■ REQUIRED WORK:
Copy out all of the material. Every line must match the original.

■ INFORMATION GIVEN:
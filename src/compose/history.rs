//! History mirroring
//!
//! With history enabled every insert, update and delete of a record is
//! followed by an insert of the record's full field set into the history
//! table. The history statement is composed up front from the record values
//! and never depends on the primary statement's result, except for the
//! store-generated identity on integer-keyed creates.

use uuid::Uuid;

use super::errors::ComposeResult;
use super::fields::RecordShape;
use super::predicate::BindStyle;
use super::statement::{bind_record, FieldValues, Statement, StatementKind, ValueSource};
use super::naming::{check_identifier, table_reference};
use crate::config::{IdentityMode, TableConfig};
use crate::value::SqlValue;

pub struct HistoryMirror<'a> {
    config: &'a TableConfig,
    shape: &'a RecordShape,
    style: BindStyle,
}

impl<'a> HistoryMirror<'a> {
    pub fn new(config: &'a TableConfig, shape: &'a RecordShape, style: BindStyle) -> Self {
        Self { config, shape, style }
    }

    /// History insert for a mutation of the record holding `values`, or
    /// `None` when the table keeps no history.
    ///
    /// Guid-keyed tables get a fresh uuid in the history id column. Integer
    /// identity tables reuse the record id, taken from the store-generated
    /// identity when `on_create` is set.
    pub fn mirror(&self, values: &FieldValues, on_create: bool) -> ComposeResult<Option<Statement>> {
        let mode = self.config.identity_mode;
        if !mode.keeps_history() {
            return Ok(None);
        }

        let mut statement = Statement::new(
            StatementKind::HistoryInsert,
            table_reference(self.config, &self.shape.entity, true)?,
        );
        statement.params = bind_record(values);

        if mode == IdentityMode::GuidKeyed {
            let history_id = &self.config.history_id_field;
            check_identifier(history_id)?;
            let key = SqlValue::Uuid(Uuid::new_v4());

            statement.columns.push(history_id.clone());
            statement.values.push(match self.style {
                BindStyle::Parameters => {
                    statement.params.bind(history_id.clone(), key);
                    ValueSource::Param(history_id.clone())
                }
                BindStyle::InlineLiterals => ValueSource::Literal(key),
            });
        }

        for field in &self.shape.fields {
            let source = if mode == IdentityMode::IntegerIdentity && on_create && *field == self.config.id_field {
                ValueSource::StoreIdentity
            } else {
                ValueSource::Param(field.clone())
            };
            statement.columns.push(field.clone());
            statement.values.push(source);
        }

        Ok(Some(statement))
    }
}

■ RESPONSE:
filename src/compose/history.rs
//! History mirroring
//!
//! With history enabled every insert, update and delete of a record is
//! followed by an insert of the record's full field set into the history
//! table. The history statement is composed up front from the record values
//! and never depends on the primary statement's result, except for the
//! store-generated identity on integer-keyed creates.

use uuid::Uuid;

use super::errors::ComposeResult;
use super::fields::RecordShape;
use super::predicate::BindStyle;
use super::statement::{bind_record, FieldValues, Statement, StatementKind, ValueSource};
use super::naming::{check_identifier, table_reference};
use crate::config::{IdentityMode, TableConfig};
use crate::value::SqlValue;

pub struct HistoryMirror<'a> {
    config: &'a TableConfig,
    shape: &'a RecordShape,
    style: BindStyle,
}

impl<'a> HistoryMirror<'a> {
    pub fn new(config: &'a TableConfig, shape: &'a RecordShape, style: BindStyle) -> Self {
        Self { config, shape, style }
    }

    /// History insert for a mutation of the record holding `values`, or
    /// `None` when the table keeps no history.
    ///
    /// Guid-keyed tables get a fresh uuid in the history id column. Integer
    /// identity tables reuse the record id, taken from the store-generated
    /// identity when `on_create` is set.
    pub fn mirror(&self, values: &FieldValues, on_create: bool) -> ComposeResult<Option<Statement>> {
        let mode = self.config.identity_mode;
        if !mode.keeps_history() {
            return Ok(None);
        }

        let mut statement = Statement::new(
            StatementKind::HistoryInsert,
            table_reference(self.config, &self.shape.entity, true)?,
        );
        statement.params = bind_record(values);

        if mode == IdentityMode::GuidKeyed {
            let history_id = &self.config.history_id_field;
            check_identifier(history_id)?;
            let key = SqlValue::Uuid(Uuid::new_v4());

            statement.columns.push(history_id.clone());
            statement.values.push(match self.style {
                BindStyle::Parameters => {
                    statement.params.bind(history_id.clone(), key);
                    ValueSource::Param(history_id.clone())
                }
                BindStyle::InlineLiterals => ValueSource::Literal(key),
            });
        }

        for field in &self.shape.fields {
            let source = if mode == IdentityMode::IntegerIdentity && on_create && *field == self.config.id_field {
                ValueSource::StoreIdentity
            } else {
                ValueSource::Param(field.clone())
            };
            statement.columns.push(field.clone());
            statement.values.push(source);
        }

        Ok(Some(statement))
    }
}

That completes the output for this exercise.